Over half of maternal deaths occurring in hospitals are attributed to sepsis, a critical condition where an infection spreads beyond local tissue containment, leading to organ failure. Maternal or perinatal sepsis is a significant health concern globally, affecting more than 20 million women and resulting in approximately 17,000 deaths each year. Identifying the infectious agents responsible for these cases is often a complex task. While blood cultures are the preferred diagnostic method, they frequently yield low positive results. Other specimens like vaginal swabs have limited clinical usefulness, and obtaining microbiological cultures from the uterine cavity for antimicrobial guidance is typically challenging. Now, a new study of microbiology specimens used to investigate maternal sepsis has demonstrated that placental swabs could play a vital role in informing antimicrobial therapy decisions.

The study performed by researchers from the University of Limerick (Limerick, Ireland) involved the analysis of nearly 2,000 specimens collected over five and a half years. The team retrospectively assessed the bacterial culture results from various specimens collected as part of a 'septic screen' designed to identify bacteria causing maternal infections leading to sepsis. The specimens included blood, urine, throat swabs, vaginal swabs, and placental swabs. By examining and comparing the results from these specimens for 430 women, the study found that placental swabs were the most effective in detecting the highest number of pathogens.
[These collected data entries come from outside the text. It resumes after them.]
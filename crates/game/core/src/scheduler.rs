//! Time-ordered turn queue.
//!
//! Every live entity owns exactly one pending [`Ticket`]; the queue pops the
//! earliest one, hands the entity its turn, and the acting layer re-inserts
//! a new ticket when the turn resolves. Ties on scheduled time break by
//! insertion sequence so simultaneous entities act in a deterministic FIFO
//! order, which replay depends on.

use std::cmp::Ordering;
use std::collections::BinaryHeap;

use crate::config::GameConfig;
use crate::state::{EntityId, Tick};

/// A scheduled future activation for one entity.
#[derive(Clone, Copy, Debug, PartialEq, Eq)]
#[cfg_attr(feature = "serde", derive(serde::Serialize, serde::Deserialize))]
pub struct Ticket {
    pub time: Tick,
    pub seq: u64,
    pub entity: EntityId,
}

impl Ord for Ticket {
    fn cmp(&self, other: &Self) -> Ordering {
        // reversed so the std max-heap pops the earliest ticket
        other
            .time
            .cmp(&self.time)
            .then_with(|| other.seq.cmp(&self.seq))
    }
}

impl PartialOrd for Ticket {
    fn partial_cmp(&self, other: &Self) -> Option<Ordering> {
        Some(self.cmp(other))
    }
}

/// Errors surfaced by queue operations.
#[derive(Clone, Copy, Debug, PartialEq, Eq, thiserror::Error)]
#[cfg_attr(feature = "serde", derive(serde::Serialize, serde::Deserialize))]
pub enum TurnError {
    /// Popping an empty queue. Every live entity must keep a pending
    /// ticket, so this is a bookkeeping bug, not a gameplay outcome.
    #[error("turn queue exhausted: no pending tickets")]
    Exhausted,
}

/// Min-heap of tickets plus the timeline clock.
#[derive(Clone, Debug, Default)]
#[cfg_attr(feature = "serde", derive(serde::Serialize, serde::Deserialize))]
pub struct TurnQueue {
    heap: BinaryHeap<Ticket>,
    current_time: Tick,
    last_time: Tick,
    next_seq: u64,
}

impl TurnQueue {
    pub fn new() -> Self {
        Self::default()
    }

    /// Current timeline clock: the time of the most recently invoked ticket.
    pub fn current_time(&self) -> Tick {
        self.current_time
    }

    /// Global turn counter derived from the clock. One turn elapses per
    /// [`GameConfig::TURN_UNITS`] time units, independent of how many
    /// tickets fired inside the window.
    pub fn turn_count(&self) -> u64 {
        self.current_time.0 / GameConfig::TURN_UNITS
    }

    /// Number of pending tickets.
    pub fn len(&self) -> usize {
        self.heap.len()
    }

    pub fn is_empty(&self) -> bool {
        self.heap.is_empty()
    }

    /// Inserts a ticket `interval` time units from now.
    pub fn schedule(&mut self, interval: u64, entity: EntityId) {
        let ticket = Ticket {
            time: self.current_time + interval,
            seq: self.next_seq,
            entity,
        };
        self.heap.push(ticket);
        self.next_seq += 1;
    }

    /// Inserts a fresh ticket for an entity whose turn just resolved.
    ///
    /// This never mutates an existing ticket in place; duplicate protection
    /// is the caller's job via [`TurnQueue::unschedule`].
    pub fn reschedule(&mut self, interval: u64, entity: EntityId) {
        self.schedule(interval, entity);
    }

    /// Removes any pending ticket for `entity`.
    ///
    /// Must be called whenever an entity dies or leaves the simulation. The
    /// one exception is the entity currently being processed: its ticket
    /// was already consumed by [`TurnQueue::invoke_next`], so removal is a
    /// no-op (self-destructing hazards hit this path).
    pub fn unschedule(&mut self, entity: EntityId, active_entity: EntityId) {
        if entity == active_entity {
            return;
        }
        self.heap.retain(|ticket| ticket.entity != entity);
    }

    /// Pops the earliest ticket, advances the clock to it, and returns the
    /// entity due to act.
    pub fn invoke_next(&mut self) -> Result<EntityId, TurnError> {
        let ticket = self.heap.pop().ok_or(TurnError::Exhausted)?;
        self.current_time = ticket.time;
        Ok(ticket.entity)
    }

    /// Number of whole global turns crossed since this was last called.
    /// Advances the bookkeeping mark, so each boundary is reported once.
    pub fn take_elapsed_turns(&mut self) -> u64 {
        let crossed =
            self.current_time.0 / GameConfig::TURN_UNITS - self.last_time.0 / GameConfig::TURN_UNITS;
        self.last_time = self.current_time;
        crossed
    }

    /// True if the entity holds a pending ticket. Intended for invariant
    /// checks and tests.
    pub fn is_scheduled(&self, entity: EntityId) -> bool {
        self.heap.iter().any(|ticket| ticket.entity == entity)
    }
}

#[cfg(test)]
mod tests {
    use super::*;

    const A: EntityId = EntityId(1);
    const B: EntityId = EntityId(2);
    const C: EntityId = EntityId(3);

    #[test]
    fn pops_in_time_order() {
        let mut queue = TurnQueue::new();
        queue.schedule(30, A);
        queue.schedule(10, B);
        queue.schedule(20, C);
        assert_eq!(queue.invoke_next(), Ok(B));
        assert_eq!(queue.current_time(), Tick(10));
        assert_eq!(queue.invoke_next(), Ok(C));
        assert_eq!(queue.invoke_next(), Ok(A));
        assert_eq!(queue.current_time(), Tick(30));
    }

    #[test]
    fn ties_break_by_insertion_order() {
        let mut queue = TurnQueue::new();
        queue.schedule(0, A);
        queue.schedule(0, B);
        queue.schedule(0, C);
        assert_eq!(queue.invoke_next(), Ok(A));
        assert_eq!(queue.invoke_next(), Ok(B));
        assert_eq!(queue.invoke_next(), Ok(C));
    }

    #[test]
    fn intervals_are_relative_to_the_moving_clock() {
        let mut queue = TurnQueue::new();
        queue.schedule(10, A);
        queue.schedule(25, B);
        assert_eq!(queue.invoke_next(), Ok(A));
        // A acts again 10 after its own turn at t=10, beating B at t=25
        queue.reschedule(10, A);
        assert_eq!(queue.invoke_next(), Ok(A));
        assert_eq!(queue.current_time(), Tick(20));
        assert_eq!(queue.invoke_next(), Ok(B));
    }

    #[test]
    fn unschedule_removes_pending_but_spares_the_active_entity() {
        let mut queue = TurnQueue::new();
        queue.schedule(5, A);
        queue.schedule(10, B);
        let active = queue.invoke_next().unwrap();
        assert_eq!(active, A);

        // active entity: nothing pending, removal must be a no-op
        queue.unschedule(A, active);
        assert!(queue.is_scheduled(B));

        queue.unschedule(B, active);
        assert!(!queue.is_scheduled(B));
        assert_eq!(queue.invoke_next(), Err(TurnError::Exhausted));
    }

    #[test]
    fn single_pending_ticket_per_entity() {
        let mut queue = TurnQueue::new();
        queue.schedule(5, A);
        let active = queue.invoke_next().unwrap();
        queue.reschedule(7, active);
        assert_eq!(
            queue
                .heap
                .iter()
                .filter(|ticket| ticket.entity == A)
                .count(),
            1
        );
    }

    #[test]
    fn empty_queue_pop_is_an_error() {
        let mut queue = TurnQueue::new();
        assert_eq!(queue.invoke_next(), Err(TurnError::Exhausted));
    }

    #[test]
    fn turn_count_derives_from_the_clock() {
        let mut queue = TurnQueue::new();
        queue.schedule(59, A);
        queue.invoke_next().unwrap();
        assert_eq!(queue.turn_count(), 0);
        assert_eq!(queue.take_elapsed_turns(), 0);

        queue.schedule(121, A);
        queue.invoke_next().unwrap();
        assert_eq!(queue.turn_count(), 3);
        assert_eq!(queue.take_elapsed_turns(), 3);
        // second call reports nothing new
        assert_eq!(queue.take_elapsed_turns(), 0);
    }
}
#[cfg(test)]
mod tests {
    use super::*;
    use crate::env::GridMap;
    use crate::state::{EntityKind, Vitals, Weapon};

    fn shooter_at(position: Position) -> Entity {
        let mut entity = Entity::new("marksman", EntityKind::Actor, position)
            .blocking()
            .with_vitals(Vitals::new(10, 5, 3, 0));
        entity.id = EntityId(1);
        entity
    }

    fn target_at(position: Position) -> Entity {
        let mut entity = Entity::new("mark", EntityKind::Actor, position)
            .blocking()
            .with_vitals(Vitals::new(10, 2, 2, 0));
        entity.id = EntityId(2);
        entity
    }

    #[test]
    fn clear_shot_takes_the_direct_line() {
        let map = GridMap::open(10, 10);
        let arena = EntitiesState::empty();
        let shooter = shooter_at(Position::new(1, 1));

        let mut line = FireLine::new();
        line.compute(&shooter, Position::new(6, 1), &map, &arena);

        assert_eq!(line.path.len(), 5);
        assert_eq!(line.bend, None);
        assert_eq!(line.path.last(), Some(&Position::new(6, 1)));
        assert!(line.obstructions.is_empty());
    }

    #[test]
    fn aligned_shot_never_bends_even_through_walls() {
        let mut map = GridMap::open(10, 10);
        map.set_wall(Position::new(3, 1));
        let arena = EntitiesState::empty();
        let shooter = shooter_at(Position::new(1, 1));

        let mut line = FireLine::new();
        line.compute(&shooter, Position::new(6, 1), &map, &arena);

        assert_eq!(line.bend, None);
        // the wall shows up as cover instead
        assert!(
            line.obstructions
                .iter()
                .any(|o| o.entity.is_none() && o.position == Position::new(3, 1))
        );
    }

    #[test]
    fn bending_clears_a_blocking_wall() {
        // Wall on the direct diagonal; leaning south fires around it.
        //   S . .
        //   * # .
        //   . * T
        let mut map = GridMap::open(10, 10);
        map.set_wall(Position::new(1, 1));
        let arena = EntitiesState::empty();
        let shooter = shooter_at(Position::new(0, 0));
        let target_xy = Position::new(2, 2);

        let mut line = FireLine::new();
        line.compute(&shooter, target_xy, &map, &arena);

        assert_eq!(line.bend, Some(Direction::South));
        assert_eq!(line.path, vec![
            Position::new(0, 1),
            Position::new(1, 2),
            Position::new(2, 2),
        ]);
        // bent path starts at the lean cell, adjacent to the shooter
        assert_eq!(shooter.position.chebyshev(line.path[0]), 1);
        assert!(line.path.iter().all(|&c| map.is_walkable(c)));
    }

    #[test]
    fn bending_never_does_worse_than_the_direct_line() {
        let mut map = GridMap::open(10, 10);
        map.set_wall(Position::new(1, 1));
        map.set_wall(Position::new(2, 1));
        map.set_wall(Position::new(0, 1));
        let arena = EntitiesState::empty();
        let shooter = shooter_at(Position::new(0, 0));
        let target_xy = Position::new(3, 2);

        let direct = bresenham(shooter.position, target_xy);
        let direct_walls = interior_wall_count(&direct, &map);

        let mut line = FireLine::new();
        line.compute(&shooter, target_xy, &map, &arena);

        // a bent path already starts at its firing origin (the lean cell);
        // a direct one needs the shooter prepended to form the full line
        let full = if line.bend.is_some() {
            line.path.clone()
        } else {
            let mut cells = vec![shooter.position];
            cells.extend(&line.path);
            cells
        };
        assert!(interior_wall_count(&full, &map) <= direct_walls);
    }

    #[test]
    fn zero_obstruction_path_is_never_replaced() {
        let map = GridMap::open(10, 10);
        let arena = EntitiesState::empty();
        let shooter = shooter_at(Position::new(2, 2));

        let mut line = FireLine::new();
        line.compute(&shooter, Position::new(7, 5), &map, &arena);
        assert_eq!(line.bend, None);
    }

    #[test]
    fn intervening_entities_exclude_the_target() {
        let map = GridMap::open(10, 10);
        let mut arena = EntitiesState::empty();
        let bystander = Entity::new("crate", EntityKind::Feature, Position::new(3, 1))
            .blocking()
            .with_size(SizeClass::Big);
        arena.spawn(bystander);
        let target = target_at(Position::new(6, 1));
        let target_id = arena.spawn(target);
        let shooter = shooter_at(Position::new(1, 1));

        let mut line = FireLine::new();
        line.compute(&shooter, Position::new(6, 1), &map, &arena);

        assert_eq!(line.obstructions.len(), 1);
        assert_eq!(line.obstructions[0].size, SizeClass::Big);
        assert!(line.obstructions.iter().all(|o| o.entity != Some(target_id)));
    }

    #[test]
    fn leading_walls_grant_no_cover() {
        // Shooter embedded behind a wall stretch: those cells are skipped,
        // later walls still count.
        let mut map = GridMap::open(12, 3);
        map.set_wall(Position::new(2, 1));
        map.set_wall(Position::new(3, 1));
        map.set_wall(Position::new(6, 1));
        let arena = EntitiesState::empty();
        let shooter = shooter_at(Position::new(1, 1));

        let mut line = FireLine::new();
        line.compute(&shooter, Position::new(9, 1), &map, &arena);

        let wall_cells: Vec<Position> = line
            .obstructions
            .iter()
            .filter(|o| o.entity.is_none())
            .map(|o| o.position)
            .collect();
        assert_eq!(wall_cells, vec![Position::new(6, 1)]);
    }

    #[test]
    fn cover_scales_with_size_gap() {
        let map = GridMap::open(10, 10);
        let mut arena = EntitiesState::empty();
        arena.spawn(
            Entity::new("barricade", EntityKind::Feature, Position::new(3, 1))
                .blocking()
                .with_size(SizeClass::Huge),
        );
        arena.spawn(
            Entity::new("rat", EntityKind::Actor, Position::new(4, 1))
                .blocking()
                .with_size(SizeClass::Tiny)
                .with_vitals(Vitals::new(2, 1, 1, 0)),
        );
        let target = target_at(Position::new(6, 1));
        let shooter = shooter_at(Position::new(1, 1));

        let mut line = FireLine::new();
        line.compute(&shooter, target.position, &map, &arena);
        let stat = line.hit_stat(&shooter, target.position, Some(&target), &map, &arena);

        // huge grants 5+1-3 = 3, tiny grants max(0, 1+1-3) = 0
        assert_eq!(stat.cover, 3);
        assert_eq!(stat.attack, 5);
        assert_eq!(stat.defense, 2);
    }

    #[test]
    fn range_penalty_applies_beyond_weapon_reach() {
        let map = GridMap::open(16, 3);
        let arena = EntitiesState::empty();
        let shooter =
            shooter_at(Position::new(1, 1)).with_weapon(Weapon::ranged("carbine", 3, 4, 6));
        let target = target_at(Position::new(9, 1));

        let mut line = FireLine::new();
        line.compute(&shooter, target.position, &map, &arena);
        let stat = line.hit_stat(&shooter, target.position, Some(&target), &map, &arena);

        // path is 8 cells, range 4: 5 - 2*4 clamps to 0
        assert_eq!(stat.attack, 0);
    }

    #[test]
    fn aim_stacks_raise_the_attack_pool() {
        let map = GridMap::open(10, 10);
        let arena = EntitiesState::empty();
        let mut shooter = shooter_at(Position::new(1, 1));
        shooter.aim_stack = 2;
        let target = target_at(Position::new(4, 1));

        let mut line = FireLine::new();
        line.compute(&shooter, target.position, &map, &arena);
        let stat = line.hit_stat(&shooter, target.position, Some(&target), &map, &arena);
        assert_eq!(stat.attack, 7);
    }

    #[test]
    fn hunkered_target_gains_cover_from_the_wall_behind() {
        let mut map = GridMap::open(10, 3);
        map.set_wall(Position::new(6, 1));
        let arena = EntitiesState::empty();
        let shooter = shooter_at(Position::new(1, 1));
        let mut target = target_at(Position::new(5, 1));
        target.hunker_stack = 1;

        let mut line = FireLine::new();
        line.compute(&shooter, target.position, &map, &arena);
        let stat = line.hit_stat(&shooter, target.position, Some(&target), &map, &arena);

        // wall weight 6: one stack grants 6+1-3 = 4 extra defense
        assert_eq!(stat.defense, target.defense() + 4);
    }

    #[test]
    fn repeated_stat_queries_hit_the_cache() {
        let map = GridMap::open(10, 10);
        let arena = EntitiesState::empty();
        let shooter =
            shooter_at(Position::new(1, 1)).with_weapon(Weapon::ranged("pistol", 2, 6, 6));
        let target = target_at(Position::new(5, 1));

        let mut line = FireLine::new();
        line.compute(&shooter, target.position, &map, &arena);
        let first = line.hit_stat(&shooter, target.position, Some(&target), &map, &arena);
        let second = line.hit_stat(&shooter, target.position, Some(&target), &map, &arena);
        assert_eq!(first, second);
        assert_eq!(line.cached_len(), 1);

        line.clear_cache();
        assert_eq!(line.cached_len(), 0);
    }

    #[test]
    fn self_targeting_is_never_cached() {
        let map = GridMap::open(10, 10);
        let arena = EntitiesState::empty();
        let shooter = shooter_at(Position::new(1, 1));

        let mut line = FireLine::new();
        line.compute(&shooter, shooter.position, &map, &arena);
        let _ = line.hit_stat(&shooter, shooter.position, Some(&shooter), &map, &arena);
        assert_eq!(line.cached_len(), 0);
    }

    #[test]
    fn melee_probe_beyond_reach_is_not_cached() {
        let map = GridMap::open(10, 10);
        let arena = EntitiesState::empty();
        let shooter = shooter_at(Position::new(1, 1)).with_weapon(Weapon::melee("knife", 2));
        let target = target_at(Position::new(6, 1));

        let mut line = FireLine::new();
        line.compute(&shooter, target.position, &map, &arena);
        let _ = line.hit_stat(&shooter, target.position, Some(&target), &map, &arena);
        assert_eq!(line.cached_len(), 0);

        // adjacent melee is a valid configuration and is cached
        let near = target_at(Position::new(2, 1));
        line.compute(&shooter, near.position, &map, &arena);
        let _ = line.hit_stat(&shooter, near.position, Some(&near), &map, &arena);
        assert_eq!(line.cached_len(), 1);
    }

    #[test]
    fn missing_target_defends_as_huge() {
        let map = GridMap::open(10, 10);
        let mut arena = EntitiesState::empty();
        arena.spawn(
            Entity::new("crate", EntityKind::Feature, Position::new(3, 1))
                .blocking()
                .with_size(SizeClass::Medium),
        );
        let shooter = shooter_at(Position::new(1, 1));

        let mut line = FireLine::new();
        line.compute(&shooter, Position::new(6, 1), &map, &arena);
        let stat = line.hit_stat(&shooter, Position::new(6, 1), None, &map, &arena);

        // medium obstruction vs huge phantom target: max(0, 3+1-5) = 0
        assert_eq!(stat.cover, 0);
        assert_eq!(stat.defense, 0);
    }
}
The study's findings indicate that placental swabs are valuable in identifying potential pathogens from the uterine cavity, which is the most common site of perinatal infections. This discovery is crucial as placental swabs are not routinely examined in many hospitals, meaning vital information that could influence the treatment of these infections might be overlooked. Currently, international guidelines for diagnosing maternal infections are inconsistent, and there is scant information in existing scientific literature about the utilization of placental swabs.

“Maternal sepsis may occur during pregnancy or when a C-section incision, tear or other wound from childbirth becomes infected in the days or weeks after giving birth,” explained Professor Colum Dunne who led the unique new study. “This study provides new information on how sepsis can be detected, and the organisms involved identified early, so that the best approach to successful treatment can be selected.”